Starting at the top of the data and ending with the line that holds "pub mod server;", transcribe each line exactly; include both ends.

**** Given records

//! HTTP protocol handling subsystem.
//!
//! # Data Flow
//! ```text
//! TCP connection
//!     → server.rs (Axum setup, one handler per registered route)
//!     → middleware/ (request id, CORS, logging, delay)
//!     → request.rs (build RequestContext)
//!     → dispatcher
//!     → response.rs (status + JSON body)
//!     → Send to client
//! ```

pub mod middleware;
pub mod request;
pub mod response;
pub mod server;

pub use request::X_REQUEST_ID;
pub use server::MockServer;
//! Configuration schema definitions.
//!
//! This module defines the complete configuration structure for the mock server.
//! All types derive Serde traits for deserialization from config files.

use std::path::PathBuf;

use serde::{Deserialize, Serialize};

use crate::routing::HttpMethod;

/// Root configuration for the mock server.
#[derive(Debug, Clone, Deserialize, Serialize, Default)]
#[serde(default)]
pub struct MockConfig {
    /// Listener configuration (bind address).
    pub listener: ListenerConfig,

    /// Request middleware toggles.
    pub middleware: MiddlewareConfig,

    /// Synthetic value generation settings.
    pub generation: GenerationConfig,

    /// Route registration settings.
    pub registry: RegistryConfig,

    /// Observability settings.
    pub observability: ObservabilityConfig,

    /// Route definitions declared inline.
    pub routes: Vec<RouteConfig>,
}

/// Listener configuration.
#[derive(Debug, Clone, Deserialize, Serialize)]
#[serde(default)]
pub struct ListenerConfig {
    /// Bind address (e.g., "127.0.0.1:3000").
    pub bind_address: String,
}

impl Default for ListenerConfig {
    fn default() -> Self {
        Self {
            bind_address: "127.0.0.1:3000".to_string(),
        }
    }
}

/// Middleware applied before every mock route.
#[derive(Debug, Clone, Deserialize, Serialize)]
#[serde(default)]
pub struct MiddlewareConfig {
    /// Add permissive CORS headers and answer preflight requests.
    pub cors: bool,

    /// Log every request and its outcome.
    pub request_log: bool,

    /// Artificial latency added to every request, in milliseconds (0 disables).
    pub delay_ms: u64,
}

impl Default for MiddlewareConfig {
    fn default() -> Self {
        Self {
            cors: true,
            request_log: true,
            delay_ms: 300,
        }
    }
}

/// When static templates are turned into concrete values.
#[derive(Debug, Clone, Copy, PartialEq, Eq, Deserialize, Serialize, Default)]
#[serde(rename_all = "snake_case")]
pub enum ResolvePolicy {
    /// Resolve once at registration; every request gets a copy of that baseline.
    #[default]
    Once,
    /// Resolve the template again for every request.
    PerRequest,
}

/// Synthetic value generation settings.
#[derive(Debug, Clone, Deserialize, Serialize)]
#[serde(default)]
pub struct GenerationConfig {
    /// Resolution policy for static templates.
    pub policy: ResolvePolicy,

    /// Number of elements produced by `array.<directive>`.
    pub array_length: usize,

    /// Word count lower bound for a bare `lorem`.
    pub lorem_min_words: u32,

    /// Word count upper bound for a bare `lorem`, and for `lorem.<min>`.
    pub lorem_max_words: u32,

    /// Lower bound for a bare `number`.
    pub number_min: i64,

    /// Upper bound for a bare `number`, and for `number.<min>`.
    pub number_max: i64,

    /// Window used by `past` and `future` without an explicit day count.
    pub date_span_days: u32,
}

impl Default for GenerationConfig {
    fn default() -> Self {
        Self {
            policy: ResolvePolicy::Once,
            array_length: 5,
            lorem_min_words: 3,
            lorem_max_words: 12,
            number_min: 0,
            number_max: 1000,
            date_span_days: 365,
        }
    }
}

/// Route registration settings.
#[derive(Debug, Clone, Deserialize, Serialize)]
#[serde(default)]
pub struct RegistryConfig {
    /// Reject routes with unusable responses at startup.
    /// When false they are registered and answer 500 at request time.
    pub fail_fast: bool,

    /// Register the built-in `users` and `products` route modules first.
    pub builtin_routes: bool,

    /// Additional route files, merged in order after inline routes.
    pub include: Vec<PathBuf>,
}

impl Default for RegistryConfig {
    fn default() -> Self {
        Self {
            fail_fast: true,
            builtin_routes: true,
            include: Vec::new(),
        }
    }
}

/// Log output format.
#[derive(Debug, Clone, Copy, PartialEq, Eq, Deserialize, Serialize, Default)]
#[serde(rename_all = "lowercase")]
pub enum LogFormat {
    #[default]
    Pretty,
    Json,
}

/// Observability configuration.
#[derive(Debug, Clone, Deserialize, Serialize)]
#[serde(default)]
pub struct ObservabilityConfig {
    /// Log level (trace, debug, info, warn, error).
    pub log_level: String,

    /// Log output format.
    pub log_format: LogFormat,

    /// Enable metrics endpoint.
    pub metrics_enabled: bool,

    /// Metrics endpoint bind address.
    pub metrics_address: String,
}

impl Default for ObservabilityConfig {
    fn default() -> Self {
        Self {
            log_level: "info".to_string(),
            log_format: LogFormat::Pretty,
            metrics_enabled: false,
            metrics_address: "127.0.0.1:9090".to_string(),
        }
    }
}

/// A mock route declared in a config file.
#[derive(Debug, Clone, Deserialize, Serialize)]
pub struct RouteConfig {
    /// Route path, `:param` or `{param}` captures allowed.
    pub path: String,

    /// HTTP method.
    pub method: HttpMethod,

    /// Response template.
    pub response: serde_json::Value,

    /// Resolve directives in `response` (false serves it verbatim).
    #[serde(default = "default_generated")]
    pub generated: bool,

    /// Query transforms, applied in declaration order.
    #[serde(default)]
    pub query: Vec<QueryTransformConfig>,
}

fn default_generated() -> bool {
    true
}

/// Built-in query transform behaviours available to config-declared routes.
#[derive(Debug, Clone, Copy, PartialEq, Eq, Deserialize, Serialize)]
#[serde(rename_all = "lowercase")]
pub enum TransformAction {
    /// Drop the first `n` elements of the target array.
    Offset,
    /// Keep at most `n` elements of the target array.
    Limit,
    /// Keep target array items whose `key` field equals the value.
    Filter,
    /// Write the value, as a string, at the target.
    Set,
}

/// A query transform declared in a config file.
#[derive(Debug, Clone, Deserialize, Serialize)]
pub struct QueryTransformConfig {
    /// Query parameter name.
    pub name: String,

    /// Behaviour to run.
    pub action: TransformAction,

    /// Dotted path to the value the transform operates on; empty for the root.
    #[serde(default)]
    pub target: String,

    /// Item field compared by `filter`.
    #[serde(default)]
    pub key: Option<String>,
}

/// Contents of a file listed in `registry.include`.
#[derive(Debug, Clone, Deserialize, Serialize, Default)]
#[serde(default)]
pub struct RouteFile {
    pub routes: Vec<RouteConfig>,
}
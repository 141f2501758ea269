//! Query pipeline subsystem.
//!
//! # Data Flow
//! ```text
//! raw query string
//!     → params.rs (decode into ordered pairs)
//!     → pipeline.rs (for each transform, in order: first value or None → handler)
//!     → per-request result mutated in place
//! ```
//!
//! # Design Decisions
//! - Handlers always run; absence is passed as `None`
//! - Handlers only ever see the per-request copy
//! - Not used for dynamic routes

pub mod params;
pub mod pipeline;
pub mod transforms;

pub use params::QueryParams;
pub use pipeline::{apply, QueryTransform, TransformFn};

********

▸ Task output
//! HTTP protocol handling subsystem.
//!
//! # Data Flow
//! ```text
//! TCP connection
//!     → server.rs (Axum setup, one handler per registered route)
//!     → middleware/ (request id, CORS, logging, delay)
//!     → request.rs (build RequestContext)
//!     → dispatcher
//!     → response.rs (status + JSON body)
//!     → Send to client
//! ```

pub mod middleware;
pub mod request;
pub mod response;
pub mod server;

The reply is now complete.